▶ WORK REQUIRED
Whenever a line contains the string "struct", copy it out of the entries.
------ DATASET RECORDS
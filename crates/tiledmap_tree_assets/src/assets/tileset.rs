/// The parts of a `.tsx` tileset that matter for GID allocation.
///
/// Produced by [`crate::loaders::tileset::load_tileset_summary`] from a
/// `tiled::Tileset`; image data and per-tile metadata are not kept.
#[derive(Debug, Clone, PartialEq, Eq)]
pub struct TilesetSummary {
    pub name: String,

    /// Number of tiles, and therefore the size of the GID range it occupies
    pub tile_count: u32,

    /// Tile size in pixels (width, height)
    pub tile_size: (u32, u32),

    /// Grid dimensions in tiles (columns, rows); `(0, 0)` for image collections
    pub grid_size: (u32, u32),
}

impl TilesetSummary {
    /// Check if this is an image collection tileset (vs. texture atlas)
    #[inline]
    pub fn is_image_collection(&self) -> bool {
        self.grid_size == (0, 0)
    }
}
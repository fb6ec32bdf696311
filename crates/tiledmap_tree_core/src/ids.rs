//! Per-map id allocation.

use std::sync::Arc;
use std::sync::atomic::{AtomicU32, Ordering};

use tracing::trace;

/// Source of object ids for one map.
///
/// Holds the last id handed out. Clones share the same counter, so a clone can
/// be moved to another thread and every caller still gets a distinct id.
#[derive(Debug, Clone, Default)]
pub struct ObjectIdAllocator {
    last: Arc<AtomicU32>,
}

impl ObjectIdAllocator {
    /// A counter for a fresh map: the first id will be 1.
    pub fn new() -> Self {
        Self::default()
    }

    /// A counter resuming after `last`, typically the highest object id in a loaded map.
    pub fn starting_after(last: u32) -> Self {
        Self {
            last: Arc::new(AtomicU32::new(last)),
        }
    }

    /// Take the next id, or `None` once `u32::MAX` has been used.
    pub fn next(&self) -> Option<u32> {
        let last = self
            .last
            .fetch_update(Ordering::AcqRel, Ordering::Acquire, |last| last.checked_add(1))
            .ok()?;
        let id = last + 1;
        trace!("Allocated object id {id}");
        Some(id)
    }

    /// The last id handed out (or observed), 0 if none.
    pub fn last(&self) -> u32 {
        self.last.load(Ordering::Acquire)
    }

    /// Record an id that was assigned by hand so later allocations skip past it.
    pub fn observe(&self, id: u32) {
        self.last.fetch_max(id, Ordering::AcqRel);
    }
}

/// Next free tileset GID for one map.
///
/// Starts at 1. Binding a tileset with `n` tiles at the frontier advances it by `n`.
/// Bindings at a caller-chosen GID leave the frontier where it was, so a later
/// automatic binding can overlap them.
#[derive(Debug, Clone, Copy, PartialEq, Eq)]
pub struct TilesetGidAllocator {
    next: u32,
}

impl Default for TilesetGidAllocator {
    fn default() -> Self {
        Self { next: 1 }
    }
}

impl TilesetGidAllocator {
    pub fn new() -> Self {
        Self::default()
    }

    /// Rebuild the frontier from existing `(first_gid, tile_count)` bindings:
    /// just past the end of the highest range.
    pub fn from_ranges(ranges: impl IntoIterator<Item = (u32, u32)>) -> Self {
        let next = ranges
            .into_iter()
            .map(|(first_gid, tile_count)| first_gid.saturating_add(tile_count))
            .max()
            .unwrap_or(1)
            .max(1);
        Self { next }
    }

    /// The GID the next automatic binding will start at.
    pub fn next(&self) -> u32 {
        self.next
    }

    /// Move the frontier past a tileset of `tile_count` tiles.
    pub fn advance(&mut self, tile_count: u32) {
        self.next = self.next.saturating_add(tile_count);
    }
}
//! Plain data read from and written to map tree files.

pub mod hierarchy;
pub mod map;
pub mod tileset;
------------
▶ RESPONSE TO THIS EXERCISE
pub struct TilesetSummary {
pub struct ObjectIdAllocator {
pub struct TilesetGidAllocator {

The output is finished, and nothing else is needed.